Collected data entries ::
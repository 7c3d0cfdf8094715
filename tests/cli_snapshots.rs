//! Snapshot tests for the `graphemes` binary.

use std::io::Write;
use std::process::{Command, Output, Stdio};

fn run(args: &[&str], stdin: Option<&str>) -> Output {
    let mut cmd = Command::new(env!("CARGO_BIN_EXE_graphemes"));
    cmd.args(args)
        .stdin(Stdio::piped())
        .stdout(Stdio::piped())
        .stderr(Stdio::piped());
    let mut child = cmd.spawn().expect("Failed to execute graphemes");
    {
        let mut pipe = child.stdin.take().expect("stdin");
        if let Some(input) = stdin {
            pipe.write_all(input.as_bytes()).expect("write stdin");
        }
    }
    child.wait_with_output().expect("wait for graphemes")
}

fn stdout_of(args: &[&str], stdin: Option<&str>) -> String {
    let output = run(args, stdin);
    assert!(
        output.status.success(),
        "graphemes failed with stderr: {}",
        String::from_utf8_lossy(&output.stderr)
    );
    String::from_utf8(output.stdout).expect("utf-8 output")
}

#[test]
fn clusters_one_per_line() {
    insta::assert_snapshot!(stdout_of(&["ab😜🇺🇸각"], None), @r"
    a
    b
    😜
    🇺🇸
    각
    ");
}

#[test]
fn count_from_stdin_drops_trailing_newline() {
    assert_eq!(stdout_of(&["--count"], Some("a\u{301}b\r\n")), "2\n");
    assert_eq!(stdout_of(&["-c"], Some("")), "0\n");
}

#[test]
fn boundaries_and_reverse() {
    assert_eq!(stdout_of(&["-b", "a\r\nb"], None), "0 1 3 4\n");
    assert_eq!(stdout_of(&["-b", "-r", "a\r\nb"], None), "4 3 1 0\n");
}

#[test]
fn codepoints_reversed() {
    insta::assert_snapshot!(stdout_of(&["-u", "-r", "😜🇺🇸각"], None), @r"
    U+AC01
    U+1F1FA U+1F1F8
    U+1F61C
    ");
}

#[test]
fn custom_table_path() {
    let dir = tempfile::tempdir().expect("temp dir");
    let path = dir.path().join("classes.bin");
    std::fs::write(&path, grapheme_breaker::ClassTable::bundled().to_bytes()).expect("write");
    let path = path.to_string_lossy().into_owned();
    assert_eq!(stdout_of(&["--table", &path, "-c", "e\u{301}😜"], None), "2\n");
}

#[test]
fn errors_set_exit_codes() {
    let usage = run(&["--bogus"], None);
    assert_eq!(usage.status.code(), Some(2));
    assert!(String::from_utf8_lossy(&usage.stderr).contains("Unknown option"));

    let dir = tempfile::tempdir().expect("temp dir");
    let bad = dir.path().join("bad.bin");
    std::fs::write(&bad, b"not a table").expect("write");
    let load = run(&["--table", &bad.to_string_lossy(), "x"], None);
    assert_eq!(load.status.code(), Some(1));
    assert!(String::from_utf8_lossy(&load.stderr).contains("class table"));
}

#[test]
fn help_lists_options() {
    let help = stdout_of(&["--help"], None);
    for flag in ["--count", "--boundaries", "--reverse", "--codepoints", "--table"] {
        assert!(help.contains(flag), "help is missing {flag}");
    }
}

WHAT YOU HAVE TO DO :: Return the full data, every line of it, with nothing altered.

SOLUTION FOR THIS PROBLEM ::
repository 7c3d0cfdf8094715
filename tests/cli_snapshots.rs
//! Snapshot tests for the `graphemes` binary.

use std::io::Write;
use std::process::{Command, Output, Stdio};

fn run(args: &[&str], stdin: Option<&str>) -> Output {
    let mut cmd = Command::new(env!("CARGO_BIN_EXE_graphemes"));
    cmd.args(args)
        .stdin(Stdio::piped())
        .stdout(Stdio::piped())
        .stderr(Stdio::piped());
    let mut child = cmd.spawn().expect("Failed to execute graphemes");
    {
        let mut pipe = child.stdin.take().expect("stdin");
        if let Some(input) = stdin {
            pipe.write_all(input.as_bytes()).expect("write stdin");
        }
    }
    child.wait_with_output().expect("wait for graphemes")
}

fn stdout_of(args: &[&str], stdin: Option<&str>) -> String {
    let output = run(args, stdin);
    assert!(
        output.status.success(),
        "graphemes failed with stderr: {}",
        String::from_utf8_lossy(&output.stderr)
    );
    String::from_utf8(output.stdout).expect("utf-8 output")
}

#[test]
fn clusters_one_per_line() {
    insta::assert_snapshot!(stdout_of(&["ab😜🇺🇸각"], None), @r"
    a
    b
    😜
    🇺🇸
    각
    ");
}

#[test]
fn count_from_stdin_drops_trailing_newline() {
    assert_eq!(stdout_of(&["--count"], Some("a\u{301}b\r\n")), "2\n");
    assert_eq!(stdout_of(&["-c"], Some("")), "0\n");
}

#[test]
fn boundaries_and_reverse() {
    assert_eq!(stdout_of(&["-b", "a\r\nb"], None), "0 1 3 4\n");
    assert_eq!(stdout_of(&["-b", "-r", "a\r\nb"], None), "4 3 1 0\n");
}

#[test]
fn codepoints_reversed() {
    insta::assert_snapshot!(stdout_of(&["-u", "-r", "😜🇺🇸각"], None), @r"
    U+AC01
    U+1F1FA U+1F1F8
    U+1F61C
    ");
}

#[test]
fn custom_table_path() {
    let dir = tempfile::tempdir().expect("temp dir");
    let path = dir.path().join("classes.bin");
    std::fs::write(&path, grapheme_breaker::ClassTable::bundled().to_bytes()).expect("write");
    let path = path.to_string_lossy().into_owned();
    assert_eq!(stdout_of(&["--table", &path, "-c", "e\u{301}😜"], None), "2\n");
}

#[test]
fn errors_set_exit_codes() {
    let usage = run(&["--bogus"], None);
    assert_eq!(usage.status.code(), Some(2));
    assert!(String::from_utf8_lossy(&usage.stderr).contains("Unknown option"));

    let dir = tempfile::tempdir().expect("temp dir");
    let bad = dir.path().join("bad.bin");
    std::fs::write(&bad, b"not a table").expect("write");
    let load = run(&["--table", &bad.to_string_lossy(), "x"], None);
    assert_eq!(load.status.code(), Some(1));
    assert!(String::from_utf8_lossy(&load.stderr).contains("class table"));
}

#[test]
fn help_lists_options() {
    let help = stdout_of(&["--help"], None);
    for flag in ["--count", "--boundaries", "--reverse", "--codepoints", "--table"] {
        assert!(help.contains(flag), "help is missing {flag}");
    }
}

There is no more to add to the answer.